EXERCISE:
Beginning with the first line, please return the entries exactly through the line that contains "pub enum ArrayMode", and leave out all later lines.

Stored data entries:
↓
//! Decoding `x-migration-*` schema extensions into typed rule structs.

use serde_json::Value;

use crate::path::KeySpec;

/// Per-field comparison strategy, `x-migration-strategy`.
#[derive(Debug, Clone, Copy, PartialEq, Eq, Default)]
pub enum Strategy {
    #[default]
    Strict,
    Ignore,
    Exists,
    Lenient,
}

/// `x-migration-array-mode`.
#[derive(Debug, Clone, Copy, PartialEq, Eq, Default)]
pub enum ArrayMode {
    #[default]
    Strict,
    Unordered,
    Keyed,
}

/// `x-migration-cast`.
#[derive(Debug, Clone, Copy, PartialEq, Eq)]
pub enum CastType {
    Int,
    Float,
    String,
    Boolean,
}

/// `x-migration-duplicate-handling`, applies to keyed arrays only.
#[derive(Debug, Clone, Copy, PartialEq, Eq, Default)]
pub enum DuplicateHandling {
    #[default]
    Error,
    First,
    Last,
    Merge,
}

/// One field's worth of `x-migration-*` rules, decoded from a schema node.
#[derive(Debug, Clone, Default)]
pub struct FieldRules {
    pub strategy: Strategy,
    pub alias: Option<String>,
    pub precision: Option<f64>,
    pub case_insensitive: bool,
    pub trim_whitespace: bool,
    pub cast: Option<CastType>,
    pub pattern: Option<String>,
    pub datetime_format: Option<String>,
    pub datetime_tolerance: Option<String>,
    pub default: Option<Value>,
    pub has_default: bool,
    pub enum_map: Option<std::collections::BTreeMap<String, Value>>,
    pub array_mode: ArrayMode,
    pub array_key: Option<KeySpec>,
    pub order_by: Vec<String>,
    pub ignore_extra_items: bool,
    pub ignore_missing_items: bool,
    pub array_subset: bool,
    pub duplicate_handling: DuplicateHandling,
    pub inherit_rules: bool,
    pub when_condition: Option<String>,
}

/// Root-level rules extracted once per invocation, `x-migration-global-ignores`
/// and friends.
#[derive(Debug, Clone, Default)]
pub struct GlobalRules {
    pub global_ignores: Vec<String>,
    pub allow_null_as_missing: bool,
    pub empty_string_as_null: bool,
}

/// Read [`GlobalRules`] from the schema root, or from the first entry of
/// `components.schemas` when the root itself carries no root-only keys and
/// a `components.schemas` map is present.
pub fn extract_global_rules(schema: &Value) -> GlobalRules {
    let node = root_rules_node(schema);
    GlobalRules {
        global_ignores: node
            .get("x-migration-global-ignores")
            .and_then(Value::as_array)
            .map(|arr| {
                arr.iter()
                    .filter_map(Value::as_str)
                    .map(str::to_string)
                    .collect()
            })
            .unwrap_or_default(),
        allow_null_as_missing: node
            .get("x-migration-allow-null-as-missing")
            .and_then(Value::as_bool)
            .unwrap_or(false),
        empty_string_as_null: node
            .get("x-migration-empty-string-as-null")
            .and_then(Value::as_bool)
            .unwrap_or(false),
    }
}

fn root_rules_node(schema: &Value) -> &Value {
    let has_root_only_keys = schema.get("x-migration-global-ignores").is_some()
        || schema.get("x-migration-allow-null-as-missing").is_some()
        || schema.get("x-migration-empty-string-as-null").is_some();
    if !has_root_only_keys {
        if let Some(first) = schema
            .get("components")
            .and_then(|c| c.get("schemas"))
            .and_then(Value::as_object)
            .and_then(|map| map.values().next())
        {
            return first;
        }
    }
    schema
}

/// Decode every recognized `x-migration-*` key on `node`. When
/// `parent.inherit_rules` is true, seeds `{strategy, case_insensitive,
/// trim_whitespace, inherit_rules}` from `parent` before node-level
/// overrides are applied. Unknown keys are silently ignored.
pub fn extract_field_rules(node: &Value, parent: Option<&FieldRules>) -> FieldRules {
    let mut rules = FieldRules::default();

    if let Some(parent) = parent {
        if parent.inherit_rules {
            rules.strategy = parent.strategy;
            rules.case_insensitive = parent.case_insensitive;
            rules.trim_whitespace = parent.trim_whitespace;
            rules.inherit_rules = parent.inherit_rules;
        }
    }

    if let Some(s) = node.get("x-migration-strategy").and_then(Value::as_str) {
        rules.strategy = parse_strategy(s).unwrap_or(rules.strategy);
    }
    if let Some(alias) = node.get("x-migration-alias").and_then(Value::as_str) {
        rules.alias = Some(alias.to_string());
    }
    if let Some(precision) = node.get("x-migration-precision").and_then(Value::as_f64) {
        rules.precision = Some(precision);
    }
    if let Some(b) = node
        .get("x-migration-case-insensitive")
        .and_then(Value::as_bool)
    {
        rules.case_insensitive = b;
    }
    if let Some(b) = node
        .get("x-migration-trim-whitespace")
        .and_then(Value::as_bool)
    {
        rules.trim_whitespace = b;
    }
    if let Some(c) = node.get("x-migration-cast").and_then(Value::as_str) {
        rules.cast = parse_cast(c);
    }
    if let Some(p) = node.get("x-migration-pattern").and_then(Value::as_str) {
        rules.pattern = Some(p.to_string());
    }
    if let Some(f) = node
        .get("x-migration-datetime-format")
        .and_then(Value::as_str)
    {
        rules.datetime_format = Some(f.to_string());
    }
    if let Some(t) = node
        .get("x-migration-datetime-tolerance")
        .and_then(Value::as_str)
    {
        rules.datetime_tolerance = Some(t.to_string());
    }
    if let Some(default) = node.get("x-migration-default") {
        rules.default = Some(default.clone());
        rules.has_default = true;
    }
    if let Some(map) = node
        .get("x-migration-enum-map")
        .and_then(Value::as_object)
    {
        rules.enum_map = Some(
            map.iter()
                .map(|(k, v)| (k.clone(), v.clone()))
                .collect(),
        );
    }
    if let Some(m) = node.get("x-migration-array-mode").and_then(Value::as_str) {
        rules.array_mode = parse_array_mode(m).unwrap_or(rules.array_mode);
    }
    if let Some(key) = node.get("x-migration-array-key") {
        rules.array_key = parse_array_key(key);
    }
    if let Some(order_by) = node
        .get("x-migration-order-by")
        .and_then(Value::as_array)
    {
        rules.order_by = order_by
            .iter()
            .filter_map(Value::as_str)
            .map(str::to_string)
            .collect();
    }
    if let Some(b) = node
        .get("x-migration-ignore-extra-items")
        .and_then(Value::as_bool)
    {
        rules.ignore_extra_items = b;
    }
    if let Some(b) = node
        .get("x-migration-ignore-missing-items")
        .and_then(Value::as_bool)
    {
        rules.ignore_missing_items = b;
    }
    if let Some(b) = node.get("x-migration-array-subset").and_then(Value::as_bool) {
        rules.array_subset = b;
    }
    if let Some(d) = node
        .get("x-migration-duplicate-handling")
        .and_then(Value::as_str)
    {
        rules.duplicate_handling = parse_duplicate_handling(d).unwrap_or_default();
    }
    if let Some(b) = node
        .get("x-migration-inherit-rules")
        .and_then(Value::as_bool)
    {
        rules.inherit_rules = b;
    }
    if let Some(w) = node.get("x-migration-when").and_then(Value::as_str) {
        rules.when_condition = Some(w.to_string());
    }

    rules
}

fn parse_strategy(raw: &str) -> Option<Strategy> {
    match raw {
        "strict" => Some(Strategy::Strict),
        "ignore" => Some(Strategy::Ignore),
        "exists" => Some(Strategy::Exists),
        "lenient" => Some(Strategy::Lenient),
        _ => None,
    }
}

fn parse_cast(raw: &str) -> Option<CastType> {
    match raw {
        "int" => Some(CastType::Int),
        "float" => Some(CastType::Float),
        "string" => Some(CastType::String),
        "boolean" => Some(CastType::Boolean),
        _ => None,
    }
}

fn parse_array_mode(raw: &str) -> Option<ArrayMode> {
    match raw {
        "strict" => Some(ArrayMode::Strict),
        "unordered" => Some(ArrayMode::Unordered),
        "keyed" => Some(ArrayMode::Keyed),
        _ => None,
    }
}

fn parse_duplicate_handling(raw: &str) -> Option<DuplicateHandling> {
    match raw {
        "error" => Some(DuplicateHandling::Error),
        "first" => Some(DuplicateHandling::First),
        "last" => Some(DuplicateHandling::Last),
        "merge" => Some(DuplicateHandling::Merge),
        _ => None,
    }
}

fn parse_array_key(value: &Value) -> Option<KeySpec> {
    match value {
        Value::String(s) => Some(KeySpec::Single(s.clone())),
        Value::Array(items) => {
            let fields: Vec<String> = items
                .iter()
                .filter_map(Value::as_str)
                .map(str::to_string)
                .collect();
            if fields.is_empty() {
                None
            } else {
                Some(KeySpec::Composite(fields))
            }
        }
        _ => None,
    }
}

#[cfg(test)]
mod tests {
    use super::*;
    use serde_json::json;

    #[test]
    fn extracts_global_ignores_from_root() {
        let schema = json!({
            "x-migration-global-ignores": ["$..updatedAt", "$..metadata"],
            "x-migration-allow-null-as-missing": true
        });
        let global = extract_global_rules(&schema);
        assert_eq!(global.global_ignores, vec!["$..updatedAt", "$..metadata"]);
        assert!(global.allow_null_as_missing);
        assert!(!global.empty_string_as_null);
    }

    #[test]
    fn falls_back_to_first_components_schema() {
        let schema = json!({
            "components": {
                "schemas": {
                    "Widget": { "x-migration-empty-string-as-null": true }
                }
            }
        });
        let global = extract_global_rules(&schema);
        assert!(global.empty_string_as_null);
    }

    #[test]
    fn decodes_basic_field_rules() {
        let node = json!({
            "x-migration-strategy": "lenient",
            "x-migration-precision": 0.01,
            "x-migration-case-insensitive": true
        });
        let rules = extract_field_rules(&node, None);
        assert_eq!(rules.strategy, Strategy::Lenient);
        assert_eq!(rules.precision, Some(0.01));
        assert!(rules.case_insensitive);
    }

    #[test]
    fn inherit_rules_seeds_from_parent() {
        let parent = FieldRules {
            strategy: Strategy::Lenient,
            case_insensitive: true,
            trim_whitespace: true,
            inherit_rules: true,
            ..Default::default()
        };
        let node = json!({});
        let rules = extract_field_rules(&node, Some(&parent));
        assert_eq!(rules.strategy, Strategy::Lenient);
        assert!(rules.case_insensitive);
        assert!(rules.trim_whitespace);
    }

    #[test]
    fn node_overrides_inherited_values() {
        let parent = FieldRules {
            strategy: Strategy::Lenient,
            inherit_rules: true,
            ..Default::default()
        };
        let node = json!({ "x-migration-strategy": "strict" });
        let rules = extract_field_rules(&node, Some(&parent));
        assert_eq!(rules.strategy, Strategy::Strict);
    }

    #[test]
    fn unknown_keys_are_ignored() {
        let node = json!({ "x-migration-bogus": "whatever" });
        let rules = extract_field_rules(&node, None);
        assert_eq!(rules.strategy, Strategy::Strict);
    }

    #[test]
    fn array_key_single_vs_composite() {
        let single = extract_field_rules(&json!({ "x-migration-array-key": "sku" }), None);
        assert_eq!(single.array_key, Some(KeySpec::Single("sku".into())));

        let composite =
            extract_field_rules(&json!({ "x-migration-array-key": ["a", "b"] }), None);
        assert_eq!(
            composite.array_key,
            Some(KeySpec::Composite(vec!["a".into(), "b".into()]))
        );
    }

    #[test]
    fn order_by_preserves_descending_prefix() {
        let node = json!({ "x-migration-order-by": ["name", "-priority"] });
        let rules = extract_field_rules(&node, None);
        assert_eq!(rules.order_by, vec!["name", "-priority"]);
    }

    #[test]
    fn default_value_sets_has_default() {
        let node = json!({ "x-migration-default": 0 });
        let rules = extract_field_rules(&node, None);
        assert!(rules.has_default);
        assert_eq!(rules.default, Some(json!(0)));
    }
}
↑
RESULT OF THIS TASK:
//! Decoding `x-migration-*` schema extensions into typed rule structs.

use serde_json::Value;

use crate::path::KeySpec;

/// Per-field comparison strategy, `x-migration-strategy`.
#[derive(Debug, Clone, Copy, PartialEq, Eq, Default)]
pub enum Strategy {
    #[default]
    Strict,
    Ignore,
    Exists,
    Lenient,
}

/// `x-migration-array-mode`.
#[derive(Debug, Clone, Copy, PartialEq, Eq, Default)]
pub enum ArrayMode {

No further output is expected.